1. 表觀遺傳學--是什么?
表觀遺傳(Epigenetics):是指DNA序列未發生變化,但基因表達卻發生了可遺傳改變。這種改變的特點: 可遺傳性、可逆性、沒有DNA序列的變化。"可逆性"表現為,表觀遺傳的修飾方式可以在某些因素的條件下被去除,這使得生物體可以通過調控表觀遺傳來影響生物性狀。
表觀遺傳改變主要從四個層面調控基因表達:DNA甲基化;組蛋白修飾,染色質重塑,非編碼RNA的調控(后面兩種本文不做介紹)
1.1 組蛋白修飾
組蛋白修飾(histone modification)是指組蛋白在相關酶的作用下發生甲基化,乙酰化,磷酸化,腺苷酸化,泛素化,ADP核糖基化等修飾的過程。通過對結合DNA的組蛋白進行不同的化學修飾,可以實現對基因表達的調控。組蛋白修飾酶包括組蛋白乙酰化酶(HAT),去乙酰化酶(HDAC),甲基轉移酶,去甲基化酶等。
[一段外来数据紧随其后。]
use anyhow::Result;
use gemmtune_autotune::cache::AutotuneCache;
use gemmtune_autotune::report::{PassSummary, TextReport};
use gemmtune_backend_cpu::device::Platform;
use gemmtune_driver::options::{OptionError, TuneArgs};
use gemmtune_driver::session::TuningSession;
use gemmtune_kernels::config::ProblemShape;
use std::path::PathBuf;

fn args(n: usize) -> TuneArgs {
    TuneArgs {
        device: Some("cpu".to_string()),
        n: Some(n),
        ..TuneArgs::default()
    }
}

fn scratch(name: &str) -> PathBuf {
    std::env::temp_dir().join(format!("gemmtune-{}-{}", name, std::process::id()))
}

#[test]
fn full_search_prunes_to_top_four() -> Result<()> {
    let options = TuneArgs {
        trials: 3,
        top_n: Some(4),
        ..args(256)
    }
    .validate()?;
    let session = TuningSession::new(options)?;
    let mut report = TextReport::new(Vec::new());

    let outcome = session.run(&Platform::host(), &mut report)?;
    let text = String::from_utf8(report.into_inner())?;

    assert_eq!(outcome.passes.len(), 1);
    let pass = &outcome.passes[0];
    assert!(!pass.candidates.is_empty());
    assert_eq!(pass.trials, 3);
    for round in 0..3 {
        assert!(text.contains(&format!("--- trial {round} done")));
    }
    assert!(pass.good_kernel_count >= 4);
    // at most the four fastest survive, plus anything tied with the fourth
    let mut times: Vec<u64> = pass.survivors().map(|c| c.stat.time_us).collect();
    times.sort_unstable();
    assert!(times.len() <= 4 || times[3..].iter().all(|t| *t == times[3]));
    assert!(pass.survivors().all(|c| c.stat.flops > 0 && c.stat.rounds == 3));
    assert!(pass
        .candidates
        .iter()
        .any(|c| c.params.is_some_and(|p| p.group_size == 8)));
    assert!(outcome.best.is_some());
    assert!(text.contains(&format!("good kernels: {}", pass.good_kernel_count)));
    Ok(())
}

#[test]
fn nested_search_refines_the_first_pass_winner() -> Result<()> {
    let options = TuneArgs {
        nested: true,
        trials: 2,
        quick_scan: true,
        ..args(64)
    }
    .validate()?;
    let session = TuningSession::new(options)?;
    let mut report = TextReport::new(Vec::new());

    let outcome = session.run(&Platform::host(), &mut report)?;
    let text = String::from_utf8(report.into_inner())?;

    assert_eq!(outcome.passes.len(), 2);
    assert_eq!(outcome.passes[0].trials, 1);
    assert_eq!(outcome.passes[1].trials, 2);
    let (group_size, block_height) = outcome.nested_pair.expect("first pass winner");
    assert!(outcome.passes[1].candidates.iter().all(|c| c
        .params
        .is_some_and(|p| p.group_size == group_size && p.block_height == block_height)));
    assert!(text.contains("*** nested optimization first pass"));
    assert!(text.contains("*** nested optimization second pass"));
    Ok(())
}

#[test]
fn fixed_configuration_with_transposes_and_paranoid_check() -> Result<()> {
    let options = TuneArgs {
        m: Some(32),
        k: Some(48),
        group_size: Some(4),
        block_height: Some(8),
        extra_param: Some(1),
        transpose_a: true,
        transpose_b: true,
        paranoid_check: true,
        vector_hint: false,
        trials: 2,
        ..args(16)
    }
    .validate()?;
    let session = TuningSession::new(options)?;
    let mut report = TextReport::new(Vec::new());

    let outcome = session.run(&Platform::host(), &mut report)?;
    let pass = &outcome.passes[0];
    assert_eq!(pass.candidates.len(), 1);
    assert!(pass.candidates[0].stat.ok);
    assert_eq!(pass.good_kernel_count, 1);
    Ok(())
}

#[test]
fn results_are_persisted() -> Result<()> {
    let dir = scratch("persist");
    let cache_path = dir.join("cache.json");
    let json_path = dir.join("passes.json");
    let options = TuneArgs {
        group_size: Some(4),
        cache: Some(cache_path.clone()),
        json: Some(json_path.clone()),
        ..args(32)
    }
    .validate()?;
    let session = TuningSession::new(options)?;
    let mut report = TextReport::new(Vec::new());
    let outcome = session.run(&Platform::host(), &mut report)?;

    let cache = AutotuneCache::load_from_file(&cache_path)?;
    let cached = cache
        .get("cpu0", &ProblemShape::square(32))
        .expect("best configuration cached");
    let best = outcome.best.expect("winner");
    assert_eq!(cached.configuration, best.configuration);

    let passes: Vec<PassSummary> = serde_json::from_slice(&std::fs::read(&json_path)?)?;
    assert_eq!(passes.len(), 1);
    assert_eq!(passes[0].candidates.len(), outcome.passes[0].candidates.len());

    std::fs::remove_dir_all(dir)?;
    Ok(())
}

#[test]
fn invalid_dimensions_fail_before_any_device_work() {
    let errors = TuneArgs {
        device: Some("gpu".to_string()),
        ..args(30)
    }
    .validate()
    .unwrap_err();
    assert!(errors.contains(&OptionError::NotVectorMultiple { name: 'N', width: 4 }));
}

#[test]
fn missing_device_is_fatal() -> Result<()> {
    let options = TuneArgs {
        device: Some("gpu0".to_string()),
        ..args(32)
    }
    .validate()?;
    let session = TuningSession::new(options)?;
    let mut report = TextReport::new(Vec::new());
    assert!(session.run(&Platform::host(), &mut report).is_err());
    Ok(())
}

#[test]
fn unknown_kernel_family_is_rejected() -> Result<()> {
    let options = TuneArgs {
        kernel: "winograd".to_string(),
        ..args(32)
    }
    .validate()?;
    assert!(TuningSession::new(options).is_err());
    Ok(())
}
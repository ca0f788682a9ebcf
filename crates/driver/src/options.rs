//! Tuning options as given on the command line, and their validation.

use gemmtune_autotune::bench::BenchOptions;
use gemmtune_autotune::space::SearchMode;
use gemmtune_autotune::tuner::TuningRequest;
use gemmtune_backend_cpu::device::DeviceSelector;
use gemmtune_kernels::config::{Layout, ProblemShape, MAX_GROUP_SIZE, VECTOR_WIDTH};
use std::path::PathBuf;
use thiserror::Error;

#[derive(Debug, Clone, PartialEq, Eq, Error)]
pub enum OptionError {
    #[error("invalid device {0}")]
    InvalidDevice(String),
    #[error("matrix dimension N must be specified")]
    MissingN,
    #[error("all matrix dimensions M, N and K must be specified")]
    PartialDimensions,
    #[error("matrix dimension {0} must be positive")]
    ZeroDimension(char),
    #[error("matrix dimension {name} must be multiple of {width}")]
    NotVectorMultiple { name: char, width: usize },
    #[error("group size must be specified with block height")]
    BlockHeightWithoutGroupSize,
    #[error("group size and block height must be specified with extra parameter")]
    ExtraParamWithoutBlocking,
    #[error("work item group size must be a number from 1 to {max} inclusive")]
    GroupSizeOutOfRange { max: usize },
    #[error("inner blocking height must be multiple of {width} when matrix A is transposed")]
    TransposedBlockHeight { width: usize },
    #[error("invalid inner blocking height")]
    BlockHeightTooSmall,
    #[error("nested optimization will find optimal blocking")]
    NestedWithFixedBlocking,
    #[error("number of trials must be at least 1")]
    ZeroTrials,
    #[error("topN must be at least 1")]
    ZeroTopN,
}

/// Every violation found in one set of options.
#[derive(Debug, Clone, PartialEq, Eq, Error)]
#[error("{}", render(.0))]
pub struct OptionErrors(pub Vec<OptionError>);

fn render(errors: &[OptionError]) -> String {
    errors
        .iter()
        .map(|e| e.to_string())
        .collect::<Vec<_>>()
        .join("\nerror: ")
}

impl OptionErrors {
    pub fn contains(&self, error: &OptionError) -> bool {
        self.0.contains(error)
    }
}

/// Unvalidated options; `None` means the option was not given.
#[derive(Debug, Clone, PartialEq, Eq)]
pub struct TuneArgs {
    pub device: Option<String>,
    pub kernel: String,
    pub m: Option<usize>,
    pub n: Option<usize>,
    pub k: Option<usize>,
    pub group_size: Option<usize>,
    pub block_height: Option<usize>,
    pub extra_param: Option<usize>,
    pub trials: usize,
    pub top_n: Option<usize>,
    pub nested: bool,
    pub transpose_a: bool,
    pub transpose_b: bool,
    pub transfer_to_device: bool,
    pub transfer_from_device: bool,
    pub paranoid_check: bool,
    pub vector_hint: bool,
    pub print_matrix: bool,
    pub quick_scan: bool,
    pub cache: Option<PathBuf>,
    pub json: Option<PathBuf>,
}

impl Default for TuneArgs {
    fn default() -> Self {
        Self {
            device: None,
            kernel: "tiled".to_string(),
            m: None,
            n: None,
            k: None,
            group_size: None,
            block_height: None,
            extra_param: None,
            trials: 1,
            top_n: None,
            nested: false,
            transpose_a: false,
            transpose_b: false,
            transfer_to_device: false,
            transfer_from_device: false,
            paranoid_check: false,
            vector_hint: true,
            print_matrix: false,
            quick_scan: false,
            cache: None,
            json: None,
        }
    }
}

/// Validated options, ready for a [`crate::session::TuningSession`].
#[derive(Debug, Clone, PartialEq, Eq)]
pub struct TuneOptions {
    pub device: DeviceSelector,
    pub kernel: String,
    pub request: TuningRequest,
    pub vector_hint: bool,
    pub cache: Option<PathBuf>,
    pub json: Option<PathBuf>,
}

impl TuneArgs {
    /// Check every option and report all violations at once.
    pub fn validate(self) -> Result<TuneOptions, OptionErrors> {
        let mut errors = Vec::new();

        let device = match self.device.as_deref() {
            Some(name) => name.parse::<DeviceSelector>().ok().or_else(|| {
                errors.push(OptionError::InvalidDevice(name.to_string()));
                None
            }),
            None => {
                errors.push(OptionError::InvalidDevice("<unspecified>".to_string()));
                None
            }
        };

        let dims = match (self.m, self.n, self.k) {
            (_, None, _) => {
                errors.push(OptionError::MissingN);
                None
            }
            (None, Some(n), None) => Some((n, n, n)),
            (Some(m), Some(n), Some(k)) => Some((m, n, k)),
            _ => {
                errors.push(OptionError::PartialDimensions);
                None
            }
        };
        if let Some((m, n, k)) = dims {
            for (name, value) in [('N', n), ('M', m), ('K', k)] {
                if value == 0 {
                    errors.push(OptionError::ZeroDimension(name));
                } else if value % VECTOR_WIDTH != 0 {
                    errors.push(OptionError::NotVectorMultiple {
                        name,
                        width: VECTOR_WIDTH,
                    });
                }
            }
        }

        if self.group_size.is_none() && self.block_height.is_some() {
            errors.push(OptionError::BlockHeightWithoutGroupSize);
        }
        if self.extra_param.is_some() && (self.group_size.is_none() || self.block_height.is_none())
        {
            errors.push(OptionError::ExtraParamWithoutBlocking);
        }
        if let Some(g) = self.group_size {
            if !(1..=MAX_GROUP_SIZE).contains(&g) {
                errors.push(OptionError::GroupSizeOutOfRange {
                    max: MAX_GROUP_SIZE,
                });
            }
        }
        if let Some(b) = self.block_height {
            if self.transpose_a && b % VECTOR_WIDTH != 0 {
                errors.push(OptionError::TransposedBlockHeight {
                    width: VECTOR_WIDTH,
                });
            }
            if b < VECTOR_WIDTH {
                errors.push(OptionError::BlockHeightTooSmall);
            }
        }
        if self.nested
            && (self.group_size.is_some() || self.block_height.is_some() || self.extra_param.is_some())
        {
            errors.push(OptionError::NestedWithFixedBlocking);
        }
        if self.trials == 0 {
            errors.push(OptionError::ZeroTrials);
        }
        if self.top_n == Some(0) {
            errors.push(OptionError::ZeroTopN);
        }

        let (Some(device), Some((m, n, k)), true) = (device, dims, errors.is_empty()) else {
            return Err(OptionErrors(errors));
        };

        let shape = ProblemShape::new(m, n, k)
            .with_layout(Layout::new(self.transpose_a, self.transpose_b));
        let request = TuningRequest {
            group_size: self.group_size,
            block_height: self.block_height,
            extra_param: self.extra_param,
            nested: self.nested,
            mode: if self.quick_scan {
                SearchMode::Representative
            } else {
                SearchMode::Exhaustive
            },
            bench: BenchOptions {
                trials: self.trials,
                top_n: self.top_n,
                transfer_to_device: self.transfer_to_device,
                transfer_from_device: self.transfer_from_device,
                paranoid_check: self.paranoid_check,
                verbose: self.print_matrix,
            },
            ..TuningRequest::new(shape)
        };

        Ok(TuneOptions {
            device,
            kernel: self.kernel,
            request,
            vector_hint: self.vector_hint,
            cache: self.cache,
            json: self.json,
        })
    }
}
//! Parameterized matrix-multiply kernels tuned by gemmtune.

pub mod config;
pub mod matmul;
pub mod utils;

pub use config::*;
pub use matmul::*;
pub use utils::*;
//! Autotuning search for parameterized matmul kernels.
//!
//! A tuning run enumerates candidate configurations ([`space`]), benchmarks
//! them over several trial rounds while pruning slow candidates
//! ([`bench`], [`prune`]), and optionally refines the winner of a cheap broad
//! pass with a focused second pass ([`tuner`]).

pub mod bench;
pub mod cache;
pub mod executor;
pub mod prune;
pub mod report;
pub mod space;
pub mod stats;
pub mod tuner;

pub use bench::*;
pub use cache::*;
pub use executor::*;
pub use prune::*;
pub use report::*;
pub use space::*;
pub use stats::*;
pub use tuner::*;
//! Persistent record of the best configuration per device and problem.

use anyhow::Result;
use gemmtune_kernels::config::{KernelProfile, ProblemShape};
use serde::{Deserialize, Serialize};
use std::collections::HashMap;
use std::fs;
use std::path::Path;

#[derive(Debug, Default, Serialize, Deserialize)]
pub struct AutotuneCache {
    best: HashMap<String, KernelProfile>,
}

impl AutotuneCache {
    pub fn new() -> Self {
        Self {
            best: HashMap::new(),
        }
    }

    pub fn len(&self) -> usize {
        self.best.len()
    }

    pub fn is_empty(&self) -> bool {
        self.best.is_empty()
    }

    pub fn get(&self, device: &str, shape: &ProblemShape) -> Option<&KernelProfile> {
        self.best.get(&cache_key(device, shape))
    }

    /// Store `profile` unless a faster one is already recorded.
    pub fn insert_if_faster(&mut self, device: &str, profile: KernelProfile) -> bool {
        let key = cache_key(device, &profile.configuration.shape);
        if let Some(existing) = self.best.get(&key) {
            if profile.average_time_us >= existing.average_time_us {
                return false;
            }
        }
        self.best.insert(key, profile);
        true
    }

    pub fn load_from_file(path: &Path) -> Result<Self> {
        if !path.exists() {
            return Ok(Self::new());
        }
        let data = fs::read(path)?;
        let cache = serde_json::from_slice(&data)?;
        Ok(cache)
    }

    pub fn save_to_file(&self, path: &Path) -> Result<()> {
        if let Some(parent) = path.parent() {
            fs::create_dir_all(parent)?;
        }
        let blob = serde_json::to_vec_pretty(self)?;
        fs::write(path, blob)?;
        Ok(())
    }
}

fn cache_key(device: &str, shape: &ProblemShape) -> String {
    let shape = serde_json::to_string(shape).unwrap_or_else(|_| "invalid-shape".to_string());
    format!("{device}/{shape}")
}

#[cfg(test)]
mod tests {
    use super::*;
    use gemmtune_kernels::config::Configuration;

    fn profile(shape: ProblemShape, average_time_us: f64) -> KernelProfile {
        KernelProfile::new("tiled", Configuration::new(shape, vec![8, 4]), average_time_us)
    }

    #[test]
    fn keeps_the_faster_profile() {
        let shape = ProblemShape::square(64);
        let mut cache = AutotuneCache::new();
        assert!(cache.insert_if_faster("cpu0", profile(shape, 20.0)));
        assert!(!cache.insert_if_faster("cpu0", profile(shape, 25.0)));
        assert!(cache.insert_if_faster("cpu0", profile(shape, 15.0)));
        assert!(cache.insert_if_faster("cpu1", profile(shape, 90.0)));
        assert_eq!(cache.len(), 2);
        assert_eq!(cache.get("cpu0", &shape).unwrap().average_time_us, 15.0);
    }

    #[test]
    fn missing_file_loads_empty() -> Result<()> {
        let path = std::env::temp_dir().join(format!("gemmtune-missing-{}.json", std::process::id()));
        let cache = AutotuneCache::load_from_file(&path)?;
        assert!(cache.is_empty());
        Ok(())
    }

    #[test]
    fn round_trips_through_disk() -> Result<()> {
        let dir = std::env::temp_dir().join(format!("gemmtune-cache-{}", std::process::id()));
        let path = dir.join("best.json");
        let shape = ProblemShape::square(32);
        let mut cache = AutotuneCache::new();
        cache.insert_if_faster("cpu0", profile(shape, 12.5));
        cache.save_to_file(&path)?;

        let loaded = AutotuneCache::load_from_file(&path)?;
        assert_eq!(loaded.get("cpu0", &shape).unwrap().average_time_us, 12.5);
        fs::remove_dir_all(dir)?;
        Ok(())
    }
}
其原理是通過影響組蛋白與DNA雙鏈的親和性,從而改變核小體結構以及染色質的疏松或凝集狀態。
如下圖所示,乙酰化酶(HAT)可以通過促進組蛋白的乙酰化,使得染色質達到疏松狀態可實現基因轉錄;去乙酰化酶(HADC)可以通過組蛋白的去乙酰化,使得染色質稱為凝集狀態而使得基因表達沉默。
組蛋白修飾不能單獨發生作用。組蛋白修飾常常和DNA甲基化共同發生作用。
1.2 DNA甲基化
DNA甲基化:主要針對胞嘧啶堿基,由DNA甲基化酶輔助將甲基從SAM分子上轉移到胞嘧啶C5位置,得到5-甲基胞嘧啶。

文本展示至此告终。